Österreichs Weg in die Sackgasse
Der vielgepriesene österreichische Weg (Tausche Arbeitslose gegen öffentliche Verschuldung) mündet jetzt in der Sackgasse. Immer mehr Löcher sind zu stopfen. Aber woher sollen die Mittel kommen? Ende 1985 hatte die Republik Schulden von 500 Milliarden Schilling und haftete für weitere 460 Milliarden Kredite der Kontrollbank. Rund 90 Milliarden müssen im Budget 1986 für Schuldendienst lockergemacht werden.
Wer glaubt wirklich, daß man da mit der Neubesetzung einiger Posten das Auslangen finden wird? Die Politik wird auf Pfründen und Klientel verzichten müssen. Daß die defizitäre Verstaatlichte sich auch 1984 noch den Luxus von 22.000 Schilling pro Mitarbeiter an freiwilligen Sozialleistungen leistete, kennzeichnet bisheriges Denken. Wie lange wird der Zuschußbetrieb ÖBB noch 53- (teilweise sogar 48-)jährige in Pension schicken? Ein Ende der Vorherrschaft von Gewerkschaftsfunktionären ist überfällig.
Überfällig ist auch die Einrichtung echter unternehmerischer Entscheidungsfreiheit und Verantwortung. Denn der ganze Sektor der Staatswirtschaft leidet darunter, daß die Führungskräfte immer auch Befehlsempfänger übergeordneter Instanzen sind. Und diese haben eben viele andere Interessen als die des Unternehmens im Auge. Daher ist die Verstaatlichte alles andere als ein Muster an Koordination und Zusammenarbeit. Zum Teil konkurrenzieren sich diese Zuschußbetriebe bis aufs Messer. Für Verluste springt dann ja der Steuerzahler ein.

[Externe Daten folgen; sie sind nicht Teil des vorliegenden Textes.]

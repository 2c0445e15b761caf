//! REST catalogue source.

use async_trait::async_trait;
use robo_commerce::catalog::{CatalogueSource, Product};
use robo_commerce::{Category, CommerceError, Currency, Money, ProductId};
use serde::Deserialize;

use crate::{FetchClient, FetchError, RecordError};

/// Catalogue endpoint used when none is configured.
pub const DEFAULT_CATALOGUE_ENDPOINT: &str = "http://localhost:8080/api/catalogue";

/// Record id as sent by the catalogue service: a number or a string.
#[derive(Debug, Clone, PartialEq, Deserialize)]
#[serde(untagged)]
pub enum RecordId {
    Number(serde_json::Number),
    Text(String),
}

impl From<RecordId> for ProductId {
    fn from(id: RecordId) -> Self {
        match id {
            RecordId::Number(n) => ProductId::new(n.to_string()),
            RecordId::Text(s) => ProductId::new(s),
        }
    }
}

/// One product object of the catalogue response.
///
/// Only the fields the storefront uses are read; anything else in the object
/// is ignored.
#[derive(Debug, Clone, PartialEq, Deserialize)]
pub struct CatalogueRecord {
    /// Document-store id. Wins over `id` when both are sent.
    #[serde(rename = "_id", default)]
    pub document_id: Option<RecordId>,
    #[serde(default)]
    pub id: Option<RecordId>,
    pub name: String,
    /// Price in major currency units.
    pub price: f64,
    #[serde(default)]
    pub image: Option<String>,
    #[serde(default)]
    pub category: Option<String>,
}

impl CatalogueRecord {
    /// Decode one element of the response array.
    pub fn from_value(value: serde_json::Value) -> Result<Self, RecordError> {
        Ok(serde_json::from_value(value)?)
    }

    /// Convert to a product priced in `currency`.
    pub fn into_product(self, currency: Currency) -> Result<Product, RecordError> {
        if !self.price.is_finite() || self.price < 0.0 {
            return Err(RecordError::InvalidPrice(self.price));
        }

        let id = self
            .document_id
            .or(self.id)
            .ok_or(RecordError::MissingId)?;

        let category = self
            .category
            .filter(|c| !c.is_empty())
            .map(Category::new)
            .unwrap_or_else(Category::uncategorized);

        let product = Product::new(
            ProductId::from(id),
            self.name,
            Money::from_decimal(self.price, currency),
            category,
        );

        Ok(match self.image.filter(|i| !i.is_empty()) {
            Some(image) => product.with_image(image),
            None => product,
        })
    }
}

/// Loads the catalogue with a single GET request.
///
/// No retry, no timeout beyond the client's own, no caching. The response
/// must be a JSON array; elements that do not convert to a product are
/// skipped one by one.
#[derive(Debug, Clone)]
pub struct HttpCatalogue {
    client: FetchClient,
    endpoint: String,
    currency: Currency,
}

impl HttpCatalogue {
    /// Create a source for `endpoint`, priced in USD.
    pub fn new(endpoint: impl Into<String>) -> Self {
        Self {
            client: FetchClient::new(),
            endpoint: endpoint.into(),
            currency: Currency::USD,
        }
    }

    /// Set the currency prices are interpreted in.
    pub fn with_currency(mut self, currency: Currency) -> Self {
        self.currency = currency;
        self
    }

    /// Fetch the raw response array.
    pub async fn fetch_records(&self) -> Result<Vec<serde_json::Value>, FetchError> {
        self.client
            .get(&self.endpoint)
            .accept("application/json")
            .send()
            .await?
            .error_for_status()?
            .json()
    }

    fn source_error(&self, err: FetchError) -> CommerceError {
        CommerceError::Source {
            source_name: self.endpoint.clone(),
            message: err.to_string(),
        }
    }
}

impl Default for HttpCatalogue {
    fn default() -> Self {
        Self::new(DEFAULT_CATALOGUE_ENDPOINT)
    }
}

#[async_trait]
impl CatalogueSource for HttpCatalogue {
    async fn fetch_products(&self) -> Result<Vec<Product>, CommerceError> {
        let records = self
            .fetch_records()
            .await
            .map_err(|e| self.source_error(e))?;

        let mut products = Vec::with_capacity(records.len());
        for (index, value) in records.into_iter().enumerate() {
            match CatalogueRecord::from_value(value).and_then(|r| r.into_product(self.currency)) {
                Ok(product) => products.push(product),
                Err(err) => tracing::warn!(
                    index,
                    error = %err,
                    "skipping catalogue record"
                ),
            }
        }
        Ok(products)
    }

    fn describe(&self) -> String {
        self.endpoint.clone()
    }
}

#[cfg(test)]
mod tests {
    use super::*;
    use serde_json::json;

    fn convert(value: serde_json::Value) -> Result<Product, RecordError> {
        CatalogueRecord::from_value(value)?.into_product(Currency::USD)
    }

    #[test]
    fn test_numeric_and_string_ids() {
        let drone =
            convert(json!({"id": 1, "name": "Drone", "price": 100, "category": "drones"})).unwrap();
        assert_eq!(drone.id, ProductId::new("1"));

        let rover = convert(json!({
            "_id": "64f0c2",
            "name": "Rover",
            "price": 200.5,
            "image": "/r.png"
        }))
        .unwrap();
        assert_eq!(rover.id.as_str(), "64f0c2");
        assert_eq!(rover.price.amount_cents, 20050);
        assert_eq!(rover.image.as_deref(), Some("/r.png"));
        assert_eq!(rover.category, Category::uncategorized());
    }

    #[test]
    fn test_document_id_wins_over_id() {
        let product =
            convert(json!({"_id": "64f", "id": 9, "name": "Drone", "price": 100})).unwrap();
        assert_eq!(product.id, ProductId::new("64f"));
    }

    #[test]
    fn test_unknown_fields_are_ignored() {
        let arm =
            convert(json!({"id": 7, "name": "Arm", "price": 1, "sku": "ARM-7", "__v": 0})).unwrap();
        assert_eq!(arm.id, ProductId::new("7"));
    }

    #[test]
    fn test_empty_image_and_category_fall_back() {
        let product = convert(json!({"id": 2, "name": "X", "price": 3, "image": "", "category": null}))
            .unwrap();
        assert!(product.image.is_none());
        assert_eq!(product.category.as_str(), "uncategorized");
    }

    #[test]
    fn test_bad_records_are_rejected() {
        assert!(matches!(
            convert(json!({"id": 3, "name": "Broken", "price": -5})),
            Err(RecordError::InvalidPrice(_))
        ));
        assert!(matches!(
            convert(json!({"name": "Anonymous", "price": 5})),
            Err(RecordError::MissingId)
        ));
        assert!(matches!(
            convert(json!({"id": 3, "price": 5})),
            Err(RecordError::Malformed(_))
        ));
        assert!(matches!(convert(json!("drone")), Err(RecordError::Malformed(_))));
    }
}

Privatisierung als Lösung?
Daher ist die von Schüssel und Hawlik geforderte Privatisierung ohne Zweifel eine weitere Voraussetzung für die Sanierung dieses Wirtschaftssektors. Wo diese Lösung nicht möglich ist, wird man jedenfalls die Einrichtung wirkungsvoller Kontrollen vorsehen müssen. Die von Parteien bestellten Organe sind in einem Netz von informellen Beziehungen verfangen, die wirksame Kontrolle extrem behindern.
So wie der rot-blau dominierte Nationalrat keine Kontrolle für die rot-blaue Regierung ist, so wenig stellen politisch bestellte Aufsichtsräte eine Kontrolle für die denselben Interessen verpflichteten Vorstände dar.
Eine weitgehende Neuordnung ist überfällig. Was unter den besonderen Bedingungen der Nachkriegszeit sinnvoll war, erweist sich als Klotz am Bein der Republik. Es ist kaum zu erwarten, daß die SPÖ, die uns konsequent 15 Jahre lang in diese Misere geführt hat, dieses Problem lösen kann: Eine Sternstunde für die Opposition, wenn sie sich mehr zutraut, als sich in die Arme einer Konzentrationsregierung zu werfen.
Dieser Artikel ist im Original unter dem Titel "Ein Klotz am Bein der Republik" am 16. Jänner 1986 erschienen.